To be entirely sure that no one has installed a secret GPS tracking system in this place, note that all the wires you see should be connected in groups. If you see a wire or cable which is entirely separate from all else, doesn’t suit all the other wires ‘ current color scheme, or looks like it doesn’t belong, you may be on something worthwhile looking closer.

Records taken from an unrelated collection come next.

#[async_trait]
impl VersionWriter for FilesystemBackend {
    async fn create_version(
        &self,
        ctx: &OpContext,
        version: NewVersion,
    ) -> Result<ModuleVersion, StorageError> {
        self.run_op(ctx, "create_version", async {
            version.validate()?;
            let lock = self.module_lock(&version.module_name);
            let _guard = lock.lock().await;

            if !path_exists(&self.module_manifest(&version.module_name)).await {
                return Err(StorageError::NotFound(format!(
                    "module {}",
                    version.module_name
                )));
            }
            let manifest = self.version_manifest(&version.module_name, &version.version);
            if path_exists(&manifest).await {
                return Err(StorageError::AlreadyExists(format!(
                    "version {}@{}",
                    version.module_name, version.version
                )));
            }
            for dep in &version.dependencies {
                if !path_exists(&self.version_manifest(&dep.module_name, &dep.version)).await {
                    return Err(StorageError::Precondition(format!(
                        "dependency {}@{} is unresolvable",
                        dep.module_name, dep.version
                    )));
                }
            }

            let version_dir = self.version_dir(&version.module_name, &version.version);
            let written = async {
                let now = Utc::now();
                let mut files = Vec::with_capacity(version.files.len());
                for file in &version.files {
                    let bytes = file.content.to_bytes()?;
                    let hash = content_hash(&bytes);
                    self.write_blob_if_absent(&hash, &bytes).await?;
                    atomic_write(
                        &self.version_file_path(&version.module_name, &version.version, &file.path),
                        &bytes,
                    )
                    .await?;
                    files.push(VersionFile {
                        path: file.path.clone(),
                        content_hash: hash,
                        content_type: file.content_type.clone(),
                        size: bytes.len() as u64,
                        content: None,
                    });
                }
                let entity = ModuleVersion {
                    module_name: version.module_name.clone(),
                    version: version.version.clone(),
                    state: version.state,
                    files,
                    dependencies: version.dependencies.clone(),
                    created_at: now,
                    updated_at: now,
                };
                // The manifest is the commit point: a version without one
                // does not exist.
                write_json(&manifest, &entity).await?;
                Ok(entity)
            }
            .await;

            if written.is_err() {
                let _ = tokio::fs::remove_dir_all(&version_dir).await;
            }
            written
        })
        .await
    }

    async fn update_version(
        &self,
        ctx: &OpContext,
        module: &str,
        version: &str,
        update: VersionUpdate,
    ) -> Result<ModuleVersion, StorageError> {
        self.run_op(ctx, "update_version", async {
            validate_module_name(module)?;
            validate_version_tag(version)?;
            let lock = self.module_lock(module);
            let _guard = lock.lock().await;

            let mut entity = self.load_version(module, version).await?;
            if let Some(next) = update.state {
                if !entity.state.can_transition_to(next) {
                    return Err(StorageError::Precondition(format!(
                        "version {}@{} cannot transition from {} to {}",
                        module, version, entity.state, next
                    )));
                }
                entity.state = next;
                entity.updated_at = Utc::now();
                write_json(&self.version_manifest(module, version), &entity).await?;
            }
            Ok(entity)
        })
        .await
    }
}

Brake Lights And Headlights

Light assemblies have ample spaces for placing a tracking device behind them without letting anyone know. Be careful when disassembling, so that the wiring is not messed up. Before dismantling, you can take a photo of the installation set up to ensure that you fit everything in place later.

 

Front Bumper

While it is undoubtedly true that the front bumper is less than suitable for a secret GPS tracking device as it often houses much wiring for items like the lighting system in your vehicle, the temperature sensor, and more. Installing such an object at this location is not difficult and should, therefore, be one of the first places you search.

 

Sadly, this also includes some bad news because this area appears to be on the problematic side; you might not be able to check yourself for a tacking tool here. Even if you have the expertise to tear your car away from such a critical component and put it back together again, you still don’t have the equipment you need to do that. That’s why you are probably will want to call your trustworthy mechanic to make sure the job is done correctly.

 

Check for a little black box or a set of wires that don’t belong until you take the front bumper apart. If a tracker is mounted here, it is probably connected to your car’s power supply, which means that it can transmit from almost any place for a very long time.

 

Rear Bumper

This situation is very similar to your front bumper and is not the best place in the world to mount a secret GPS tracker for a variety of reasons. Your rear bumper once again houses many critical wires for the electrical systems of your vehicle, primarily those that control your lights and the other external sensors that your car’s computer uses to help you out while driving.

 

To complicate matters a little more, if your car has a Backup Camera and if it has been purchased in the last few years, there will probably be additional cables dedicated to that device at that venue. Once, you’ll probably want to call your local mechanic to help you out if you think that a secret GPS device might be in your rear bumper.

 

If you choose to go it yourself, take a look at the cable diagrams and get out your car’s instruction manual. Compare the manual with what you see, and look for something added after the fact. But do not remove any wires under any circumstances, unless you are sure you know what they are doing. Making the wrong move at this moment in the game could lead to a car you won’t be able to use for some time.

Wheel Wells

Putting hidden tracking devices into any of the four wheels of your vehicle is a bit unlikely to a human. Still, look for tiny boxes, containers, or any unusual objects. The sole objective behind the wheels should be your brakes. If you want to test it all, you might even like to temporarily take the curb out to take a clean look inside. If you see the metal in the spiral form above the spokes, overlook it, it’s not a GPS device. You may want to test your wheel’s metal part; the magnetic tracking device will likely be connected to it.

 

Consoles and More

For vehicles with sunroof or convertible models, your car provides more hang-out spots for GPS trackers. To be sure, remove the covers and find strange wires inside the cover, under the carpets, or under and in between seats. If you encounter one, trace its source. Remember to avoid forcing anything to ruin parts of your car.


What else to do next?

If you still sense in your gut that someone or something is tailing you after investigating both inside and outside of your vehicle, then you have at least two options left. When you know someone who knows what part of a car isn’t, ask someone else to scan your vehicle, they are car alarm installers. If you don’t know anybody, then ask for suggestions from your family and friends. Take your car to the store or let them arrive in your driveway. Unless they know where to put it, so they know just where to get it.